El problema de incluir a Bogotá, citando específicamente la introducción de políticas de ventanas rotas, es que estas políticas tienen una anatomía no muy distinta de la mano dura a la que el artículo le encuentra alternativas — para andarnos sin rodeos: en el diseño de políticas públicas, las ventanas rotas son una reencarnación o una variante de la mano dura. Veamos.
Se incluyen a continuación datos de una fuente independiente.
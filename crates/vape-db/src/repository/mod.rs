//! # Repository Module
//!
//! Database repository implementations for Vape POS.
//!
//! ## Repository Pattern
//! ```text
//! ┌─────────────────────────────────────────────────────────────────────────┐
//! │                    Repository Pattern                                   │
//! │                                                                         │
//! │  HTTP handler / service                                                │
//! │       │                                                                 │
//! │       │  db.sales().checkout(&request)                                  │
//! │       ▼                                                                 │
//! │  SaleRepository::checkout (one transaction)                            │
//! │  ├── product::take_stock      guarded decrement, prune at zero         │
//! │  ├── depletion::mark_once     INSERT OR IGNORE                         │
//! │  ├── ledger::apply_sale       cash = cash + ?, ...                     │
//! │  ├── daily_sales::record      upsert by date                           │
//! │  └── INSERT sales / sale_items                                         │
//! │       │                                                                 │
//! │       ▼                                                                 │
//! │  SQLite Database                                                       │
//! └─────────────────────────────────────────────────────────────────────────┘
//! ```
//!
//! Each repository owns a pool handle. Steps that must share a transaction
//! are `pub(crate)` functions over `&mut SqliteConnection` so that several
//! repositories can work inside one `Transaction`.
//!
//! ## Available Repositories
//!
//! - [`product::ProductRepository`] - Products, flavors, arrivals, discards, cleanup
//! - [`ledger::LedgerRepository`] - The singleton running-balance row
//! - [`depletion::DepletionRepository`] - Sold-out markers
//! - [`daily_sales::DailySalesRepository`] - Per-day aggregates
//! - [`sale::SaleRepository`] - Checkout and sales history

use sqlx::{Sqlite, SqlitePool, Transaction};

use crate::error::DbResult;

pub mod daily_sales;
pub mod depletion;
pub mod ledger;
pub mod product;
pub mod sale;

/// Begins a transaction that holds SQLite's write lock from the start.
///
/// A deferred transaction that reads first cannot wait for the lock once
/// another writer has committed in between, so the first statement is a
/// (no-op) write.
pub(crate) async fn begin_write(pool: &SqlitePool) -> DbResult<Transaction<'static, Sqlite>> {
    let mut tx = pool.begin().await?;
    sqlx::query("UPDATE ledger SET id = id WHERE 0")
        .execute(&mut *tx)
        .await?;
    Ok(tx)
}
La hipótesis de las ventanas rotas postula que el orden público y la seguridad de una ciudad se pueden mejorar apenas con cambios estéticos (el nombre de la hipótesis viene de un estudio pésimamente diseñado que concluyó que un carro con ventanas rotas atraerá delincuencia); Rudy Giuliani, el entonces alcalde de Nueva York, insufló su administración con esta hipótesis, y en vista de que los niveles de delincuencia se redujeron, algún no-genio que no sabe distinguir entre correlación y causalidad, concluyó que las políticas de ventanas rotas funcionaban — a pesar de que el crimen también disminuyó en lugares que no implementaron estas políticas. Seamos claros: tal como lo experimentó Nueva York, las políticas de ventanas rotas conducen a la más absoluta brutalidad policial; pues la Policía se enfoca en crímenes de poca monta cometidos por ciudadanos de mala apariencia (los sin-techo, o drogadictos), lo que termina haciendo que dejen de investigar el crimen organizado, crímenes violentos y de cuello blanco, para enfocar su limitado presupuesto en cebarse a gusto contra poblaciones marginadas y vulnerables, con incrementos indecibles de las detenciones arbitrarias y los arrestos sin debido proceso. No muy lejos de Bukele, pues.
Y como en Colombia sólo se sabe hacer políticas públicas mutilando libertades, la excusa de las ventanas rotas le vino como anillo al dedo a Mockus y Peñalosa, quienes se atiborraron a más no poder de políticas públicas prohibicionistas, entre las que destacaron sus toques de queda travestidos de civilidad y buen-rollismo (una plantilla que sus sucesores también pusieron en práctica tanto como les fue físicamente posible).
Los ‘estadistas’ colombianos nunca se molestaron en actualizar sus modelos, a pesar de que el crimen en Nueva York siguió en declive una vez que el despropósito de las ventanas rotas finalmente fue desterrado de su ordenamiento jurídico. Los estudios de seguimiento encontraron que la hipótesis de las ventanas rotas es pseudociencia monda y lironda: tan sólo es una excusa para lisiarle los derechos a la ciudadanía en nombre de la seguridad. Lo que hace Bukele es exactamente lo mismo, sólo que a lo bestia. Será por eso que Mockus, Peñalosa y el salvadoreño son tan populares entre los colombianos.
Así que en el gran esquema de las cosas, las políticas de ventanas rotas y de mano dura ocupan el mismo espacio, y pueden ser sujetas a la misma pregunta: habiendo alternativas que no amputan los derechos de la ciudadanía, ¿por qué preferir las que sí?
A lo mejor nunca fue por luchar contra el crimen organizado, la inseguridad, los problemas de orden público o los violadores de niños. Tal vez, sumado a todos estos problemas sociales además hay gente que moja cuco con la idea de cercenarle libertades a sus vecinos. ¡Qué peligro!